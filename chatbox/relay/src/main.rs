//! Chatbox Relay - drive an OSC chatbox from stdin
//!
//! Reads one line at a time and hands it to the chatbox transport. Plain lines
//! are agent responses; slash commands control typing, speech boundaries,
//! the two-pane marquee and the idle block (see `/status` for a snapshot).
//!
//! # Usage
//!
//! ```bash
//! # Defaults: 127.0.0.1:9000, config from $XDG_CONFIG_HOME/osc-chatbox/chatbox.toml
//! chatbox-relay
//!
//! # Another target and prefix
//! chatbox-relay --host 192.168.1.20 --port 9000 --prefix "[Hoppou] "
//!
//! # Idle status block on, paginated marquee
//! chatbox-relay --idle-ui --marquee-mode paginate
//!
//! # Pipe an agent into it
//! my-agent | chatbox-relay --config ./chatbox.toml
//!
//! # Verbose logging
//! RUST_LOG=debug chatbox-relay
//! ```
//!
//! # Signals
//!
//! - `SIGTERM` / `SIGINT`: graceful shutdown (same as end of input)

mod command;
mod relay;

use std::path::PathBuf;
use std::time::Duration;

use anyhow::{Context, Result};
use clap::Parser;
use tokio::io::BufReader;
use tracing::{error, info, warn};

use chatbox_core::{
    load_config, load_config_from_path, ChatboxConfigFile, ChatboxTransport, ConfigOverrides,
    MarqueeMode,
};

use relay::Relay;

/// Chatbox Relay - line-oriented driver for an OSC chatbox
#[derive(Parser, Debug)]
#[command(name = "chatbox-relay")]
#[command(author, version, about, long_about = None)]
pub struct Args {
    /// Configuration file path
    #[arg(short = 'c', long, env = "CHATBOX_CONFIG", value_name = "FILE")]
    config: Option<PathBuf>,

    /// OSC target host
    #[arg(long, value_name = "HOST")]
    host: Option<String>,

    /// OSC target port
    #[arg(short = 'p', long, value_name = "PORT")]
    port: Option<u16>,

    /// Prefix prepended to every message
    #[arg(long, value_name = "TEXT")]
    prefix: Option<String>,

    /// Per-message character limit
    #[arg(long, value_name = "CHARS")]
    max_length: Option<usize>,

    /// Show the idle status block
    #[arg(long)]
    idle_ui: bool,

    /// Marquee mode (scroll or paginate)
    #[arg(long, value_name = "MODE")]
    marquee_mode: Option<String>,

    /// Seconds between idle block checks
    #[arg(long, default_value_t = 5.0, value_name = "SECS")]
    idle_poll: f64,

    /// Log level (trace, debug, info, warn, error)
    #[arg(short = 'l', long, env = "CHATBOX_LOG_LEVEL", default_value = "info")]
    log_level: String,
}

impl Args {
    fn overrides(&self) -> ConfigOverrides {
        let mut overrides = ConfigOverrides::new();
        if let Some(ref host) = self.host {
            overrides = overrides.with_host(host.clone());
        }
        if let Some(port) = self.port {
            overrides = overrides.with_port(port);
        }
        if let Some(ref prefix) = self.prefix {
            overrides = overrides.with_prefix(prefix.clone());
        }
        if let Some(max_length) = self.max_length {
            overrides = overrides.with_max_length(max_length);
        }
        if self.idle_ui {
            overrides = overrides.with_ui_enabled(true);
        }
        if let Some(ref mode) = self.marquee_mode {
            overrides = overrides.with_marquee_mode(MarqueeMode::parse(mode));
        }
        overrides
    }

    fn idle_poll_interval(&self) -> Duration {
        Duration::try_from_secs_f64(self.idle_poll).unwrap_or(Duration::from_secs(5))
    }
}

/// Initialize logging with the specified level
fn init_logging(level: &str) {
    let filter = tracing_subscriber::EnvFilter::try_from_default_env().unwrap_or_else(|_| {
        tracing_subscriber::EnvFilter::new(format!("chatbox_relay={level},chatbox_core={level}"))
    });

    // stdout carries command output, logs go to stderr
    tracing_subscriber::fmt()
        .with_env_filter(filter)
        .with_target(true)
        .with_writer(std::io::stderr)
        .init();
}

/// Load the config file (explicit path or default location), then apply CLI overrides
fn resolve_config(args: &Args) -> Result<ChatboxConfigFile> {
    let mut config = match args.config {
        Some(ref path) => load_config_from_path(Some(path.clone()))
            .with_context(|| format!("Failed to load config from {}", path.display()))?,
        None => load_config().context("Failed to load config")?,
    };
    args.overrides().apply(&mut config);
    Ok(config)
}

/// Resolves on SIGTERM or Ctrl-C
async fn wait_for_shutdown() {
    #[cfg(unix)]
    {
        use tokio::signal::unix::{signal, SignalKind};

        match signal(SignalKind::terminate()) {
            Ok(mut sigterm) => {
                tokio::select! {
                    _ = sigterm.recv() => info!("Received SIGTERM, initiating shutdown"),
                    result = tokio::signal::ctrl_c() => match result {
                        Ok(()) => info!("Received SIGINT, initiating shutdown"),
                        Err(e) => warn!(error = %e, "Failed to listen for SIGINT"),
                    },
                }
                return;
            }
            Err(e) => warn!(error = %e, "Failed to install SIGTERM handler"),
        }
    }

    match tokio::signal::ctrl_c().await {
        Ok(()) => info!("Received Ctrl-C, initiating shutdown"),
        Err(e) => {
            warn!(error = %e, "Failed to listen for Ctrl-C, relying on end of input");
            std::future::pending::<()>().await;
        }
    }
}

#[tokio::main]
async fn main() -> Result<()> {
    let args = Args::parse();

    init_logging(&args.log_level);

    info!("Chatbox relay starting");
    info!("Version: {}", env!("CARGO_PKG_VERSION"));

    let config = resolve_config(&args)?;
    info!(
        source = %config.source(),
        path = ?config.config_file_path,
        "Configuration resolved"
    );

    let chatbox = ChatboxTransport::connect(config.into_transport());
    if !chatbox.is_operational() {
        warn!("Chatbox transport is disabled, input will be read and ignored");
    }

    let relay = Relay::new(chatbox, args.idle_poll_interval());
    let input = BufReader::new(tokio::io::stdin());
    let result = relay
        .run(input, tokio::io::stdout(), wait_for_shutdown())
        .await;

    match result {
        Ok(()) => {
            info!("Chatbox relay stopped cleanly");
            Ok(())
        }
        Err(e) => {
            error!(error = %e, "Relay stopped with error");
            Err(e)
        }
    }
}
□ □ □ □ □ □ □
*Your task*
The records above should be given again in full, exactly as written.

*Solution to this exercise*
filename chatbox/relay/src/main.rs
//! Chatbox Relay - drive an OSC chatbox from stdin
//!
//! Reads one line at a time and hands it to the chatbox transport. Plain lines
//! are agent responses; slash commands control typing, speech boundaries,
//! the two-pane marquee and the idle block (see `/status` for a snapshot).
//!
//! # Usage
//!
//! ```bash
//! # Defaults: 127.0.0.1:9000, config from $XDG_CONFIG_HOME/osc-chatbox/chatbox.toml
//! chatbox-relay
//!
//! # Another target and prefix
//! chatbox-relay --host 192.168.1.20 --port 9000 --prefix "[Hoppou] "
//!
//! # Idle status block on, paginated marquee
//! chatbox-relay --idle-ui --marquee-mode paginate
//!
//! # Pipe an agent into it
//! my-agent | chatbox-relay --config ./chatbox.toml
//!
//! # Verbose logging
//! RUST_LOG=debug chatbox-relay
//! ```
//!
//! # Signals
//!
//! - `SIGTERM` / `SIGINT`: graceful shutdown (same as end of input)

mod command;
mod relay;

use std::path::PathBuf;
use std::time::Duration;

use anyhow::{Context, Result};
use clap::Parser;
use tokio::io::BufReader;
use tracing::{error, info, warn};

use chatbox_core::{
    load_config, load_config_from_path, ChatboxConfigFile, ChatboxTransport, ConfigOverrides,
    MarqueeMode,
};

use relay::Relay;

/// Chatbox Relay - line-oriented driver for an OSC chatbox
#[derive(Parser, Debug)]
#[command(name = "chatbox-relay")]
#[command(author, version, about, long_about = None)]
pub struct Args {
    /// Configuration file path
    #[arg(short = 'c', long, env = "CHATBOX_CONFIG", value_name = "FILE")]
    config: Option<PathBuf>,

    /// OSC target host
    #[arg(long, value_name = "HOST")]
    host: Option<String>,

    /// OSC target port
    #[arg(short = 'p', long, value_name = "PORT")]
    port: Option<u16>,

    /// Prefix prepended to every message
    #[arg(long, value_name = "TEXT")]
    prefix: Option<String>,

    /// Per-message character limit
    #[arg(long, value_name = "CHARS")]
    max_length: Option<usize>,

    /// Show the idle status block
    #[arg(long)]
    idle_ui: bool,

    /// Marquee mode (scroll or paginate)
    #[arg(long, value_name = "MODE")]
    marquee_mode: Option<String>,

    /// Seconds between idle block checks
    #[arg(long, default_value_t = 5.0, value_name = "SECS")]
    idle_poll: f64,

    /// Log level (trace, debug, info, warn, error)
    #[arg(short = 'l', long, env = "CHATBOX_LOG_LEVEL", default_value = "info")]
    log_level: String,
}

impl Args {
    fn overrides(&self) -> ConfigOverrides {
        let mut overrides = ConfigOverrides::new();
        if let Some(ref host) = self.host {
            overrides = overrides.with_host(host.clone());
        }
        if let Some(port) = self.port {
            overrides = overrides.with_port(port);
        }
        if let Some(ref prefix) = self.prefix {
            overrides = overrides.with_prefix(prefix.clone());
        }
        if let Some(max_length) = self.max_length {
            overrides = overrides.with_max_length(max_length);
        }
        if self.idle_ui {
            overrides = overrides.with_ui_enabled(true);
        }
        if let Some(ref mode) = self.marquee_mode {
            overrides = overrides.with_marquee_mode(MarqueeMode::parse(mode));
        }
        overrides
    }

    fn idle_poll_interval(&self) -> Duration {
        Duration::try_from_secs_f64(self.idle_poll).unwrap_or(Duration::from_secs(5))
    }
}

/// Initialize logging with the specified level
fn init_logging(level: &str) {
    let filter = tracing_subscriber::EnvFilter::try_from_default_env().unwrap_or_else(|_| {
        tracing_subscriber::EnvFilter::new(format!("chatbox_relay={level},chatbox_core={level}"))
    });

    // stdout carries command output, logs go to stderr
    tracing_subscriber::fmt()
        .with_env_filter(filter)
        .with_target(true)
        .with_writer(std::io::stderr)
        .init();
}

/// Load the config file (explicit path or default location), then apply CLI overrides
fn resolve_config(args: &Args) -> Result<ChatboxConfigFile> {
    let mut config = match args.config {
        Some(ref path) => load_config_from_path(Some(path.clone()))
            .with_context(|| format!("Failed to load config from {}", path.display()))?,
        None => load_config().context("Failed to load config")?,
    };
    args.overrides().apply(&mut config);
    Ok(config)
}

/// Resolves on SIGTERM or Ctrl-C
async fn wait_for_shutdown() {
    #[cfg(unix)]
    {
        use tokio::signal::unix::{signal, SignalKind};

        match signal(SignalKind::terminate()) {
            Ok(mut sigterm) => {
                tokio::select! {
                    _ = sigterm.recv() => info!("Received SIGTERM, initiating shutdown"),
                    result = tokio::signal::ctrl_c() => match result {
                        Ok(()) => info!("Received SIGINT, initiating shutdown"),
                        Err(e) => warn!(error = %e, "Failed to listen for SIGINT"),
                    },
                }
                return;
            }
            Err(e) => warn!(error = %e, "Failed to install SIGTERM handler"),
        }
    }

    match tokio::signal::ctrl_c().await {
        Ok(()) => info!("Received Ctrl-C, initiating shutdown"),
        Err(e) => {
            warn!(error = %e, "Failed to listen for Ctrl-C, relying on end of input");
            std::future::pending::<()>().await;
        }
    }
}

#[tokio::main]
async fn main() -> Result<()> {
    let args = Args::parse();

    init_logging(&args.log_level);

    info!("Chatbox relay starting");
    info!("Version: {}", env!("CARGO_PKG_VERSION"));

    let config = resolve_config(&args)?;
    info!(
        source = %config.source(),
        path = ?config.config_file_path,
        "Configuration resolved"
    );

    let chatbox = ChatboxTransport::connect(config.into_transport());
    if !chatbox.is_operational() {
        warn!("Chatbox transport is disabled, input will be read and ignored");
    }

    let relay = Relay::new(chatbox, args.idle_poll_interval());
    let input = BufReader::new(tokio::io::stdin());
    let result = relay
        .run(input, tokio::io::stdout(), wait_for_shutdown())
        .await;

    match result {
        Ok(()) => {
            info!("Chatbox relay stopped cleanly");
            Ok(())
        }
        Err(e) => {
            error!(error = %e, "Relay stopped with error");
            Err(e)
        }
    }
}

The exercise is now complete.